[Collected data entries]
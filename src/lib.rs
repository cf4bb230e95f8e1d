//! # Job Listing Downloader Library
//!
//! A concurrent, bounded and failure-tolerant fetch pipeline for job-board
//! search results. It pages through a remote search API, pulls the detail
//! document of every listing it found, and normalizes both into flat records
//! ready for tabular export.
//!
//! ## Features
//!
//! - **Bounded concurrency**: at most ten requests in flight, with a polite
//!   random pause after every successful list page
//! - **Result cap**: only as many pages as the requested result count needs,
//!   and collection stops as soon as the cap is reached
//! - **Partial-failure tolerance**: a failed page or detail call is recorded
//!   and skipped, never fatal
//! - **Typed records**: [`ListRecord`] and [`DetailRecord`] have fixed,
//!   enumerable field sets
//!
//! ## Quick Start
//!
//! ```no_run
//! use job_listing_downloader::downloader::Pipeline;
//! use job_listing_downloader::query::{QuerySpec, SortDirection, SortMode};
//! use std::num::NonZeroU32;
//!
//! # async fn example() -> Result<(), Box<dyn std::error::Error>> {
//! let spec = QuerySpec::new("rust engineer", NonZeroU32::new(40).unwrap())
//!     .with_filter("ro", "0")
//!     .with_sort(SortMode::Date, SortDirection::Descending);
//!
//! let outcome = Pipeline::new().run(spec).await?;
//! println!(
//!     "{} listings, {} details, {} failed requests",
//!     outcome.list_records.len(),
//!     outcome.detail_records.len(),
//!     outcome.errors.len()
//! );
//! # Ok(())
//! # }
//! ```
//!
//! ## Architecture
//!
//! - [`query`] - Query specification and search query construction
//! - [`fetcher`] - HTTP boundary: page and detail fetchers behind [`fetcher::JobSource`]
//! - [`downloader`] - Throttle, list/detail collectors and the pipeline orchestrator
//! - [`transform`] - Pure mapping from raw JSON to normalized records
//! - [`summary`] - Listing statistics for the command line report

#![warn(missing_docs)]
#![warn(clippy::all)]

use serde::{Deserialize, Serialize};

/// CLI command implementations
pub mod cli;

/// Fetch orchestration
pub mod downloader;

/// HTTP fetchers for the job board
pub mod fetcher;

/// Request metrics
pub mod metrics;

/// Query specification and construction
pub mod query;

/// Listing statistics
pub mod summary;

/// Raw JSON to record normalization
pub mod transform;

pub use downloader::{DownloadError, Pipeline, PipelineOutcome};
pub use fetcher::{FetchContext, FetchError, FetcherError};
pub use query::{QuerySpec, SortDirection, SortMode};

/// Normalized listing from one search result page
#[derive(Debug, Clone, Serialize, Deserialize, PartialEq, Eq)]
pub struct ListRecord {
    /// Listing identifier taken from the job link
    pub job_id: String,
    /// Job type code as reported by the board
    pub job_type: String,
    /// Job title
    pub job_name: String,
    /// Posting date (board format, e.g. "20241018")
    pub posting_date: String,
    /// Number of applicants
    pub application_count: i64,
    /// Applicant count description
    pub application_description: String,
    /// Company name
    pub company_name: String,
    /// Area description followed by street address
    pub company_address: String,
    /// Absolute listing URL
    pub job_url: String,
    /// Absolute applicant-analysis URL
    pub job_analysis_url: String,
    /// Absolute company page URL
    pub company_url: String,
    /// Longitude as text
    pub longitude: String,
    /// Latitude as text
    pub latitude: String,
    /// Required education
    pub required_education: String,
    /// Required experience
    pub experience_required: String,
    /// Salary description
    pub salary_description: String,
    /// Upper salary bound
    pub salary_high: i64,
    /// Lower salary bound
    pub salary_low: i64,
    /// Listing tags joined with ", "
    pub tags: String,
}

impl ListRecord {
    /// Column names in export order
    pub const FIELDS: [&'static str; 19] = [
        "job_id",
        "job_type",
        "job_name",
        "posting_date",
        "application_count",
        "application_description",
        "company_name",
        "company_address",
        "job_url",
        "job_analysis_url",
        "company_url",
        "longitude",
        "latitude",
        "required_education",
        "experience_required",
        "salary_description",
        "salary_high",
        "salary_low",
        "tags",
    ];
}

/// Normalized detail document of a single listing
#[derive(Debug, Clone, Default, Serialize, Deserialize, PartialEq, Eq)]
pub struct DetailRecord {
    /// Listing identifier from the analysis URL; empty when the board omits it
    pub job_id: String,
    /// Job title
    pub job_name: String,
    /// Company name
    pub company_name: String,
    /// Posting date
    pub posting_date: String,
    /// Job categories joined with ", "
    pub job_category: String,
    /// Region followed by address detail
    pub work_location: String,
    /// Salary text
    pub salary: String,
    /// "full-time", "part-time", or empty when unknown
    pub job_type: String,
    /// Working hours
    pub work_period: String,
    /// Required work experience
    pub work_exp: String,
    /// Required education
    pub education: String,
    /// Required skills joined with ", "
    pub required_skills: String,
    /// Required certificates joined with ", "
    pub required_certificates: String,
    /// Welfare tags joined with ", "
    pub welfare_tags: String,
    /// Statutory welfare tags joined with ", "
    pub legal_tags: String,
    /// Free-form job description
    pub job_description: String,
    /// Recruiter name
    pub hr_name: String,
    /// Contact email
    pub contact_email: String,
    /// Contact phone numbers joined with ", "
    pub contact_phone: String,
    /// Industry description
    pub industry: String,
    /// Company head count description
    pub company_size: String,
    /// Number of openings
    pub needed_employees: String,
    /// Management responsibility
    pub manage_responsibility: String,
    /// Business travel requirement
    pub business_trip: String,
    /// Postal code of the workplace
    pub postal_code: String,
    /// Listing close date
    pub close_date: String,
    /// Company number
    pub cust_no: String,
    /// Industry code
    pub industry_no: String,
    /// Whether the company is registered as a mainland-China corporation
    pub china_corp: bool,
}

impl DetailRecord {
    /// Column names in export order
    pub const FIELDS: [&'static str; 29] = [
        "job_id",
        "job_name",
        "company_name",
        "posting_date",
        "job_category",
        "work_location",
        "salary",
        "job_type",
        "work_period",
        "work_exp",
        "education",
        "required_skills",
        "required_certificates",
        "welfare_tags",
        "legal_tags",
        "job_description",
        "hr_name",
        "contact_email",
        "contact_phone",
        "industry",
        "company_size",
        "needed_employees",
        "manage_responsibility",
        "business_trip",
        "postal_code",
        "close_date",
        "cust_no",
        "industry_no",
        "china_corp",
    ];
}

TASK TO COMPLETE:
Beginning at the line above that contains "pub struct DetailRecord", return each line exactly through the line that contains "empty when unknown", and no others.

WRITTEN RESPONSE:
pub struct DetailRecord {
    /// Listing identifier from the analysis URL; empty when the board omits it
    pub job_id: String,
    /// Job title
    pub job_name: String,
    /// Company name
    pub company_name: String,
    /// Posting date
    pub posting_date: String,
    /// Job categories joined with ", "
    pub job_category: String,
    /// Region followed by address detail
    pub work_location: String,
    /// Salary text
    pub salary: String,
    /// "full-time", "part-time", or empty when unknown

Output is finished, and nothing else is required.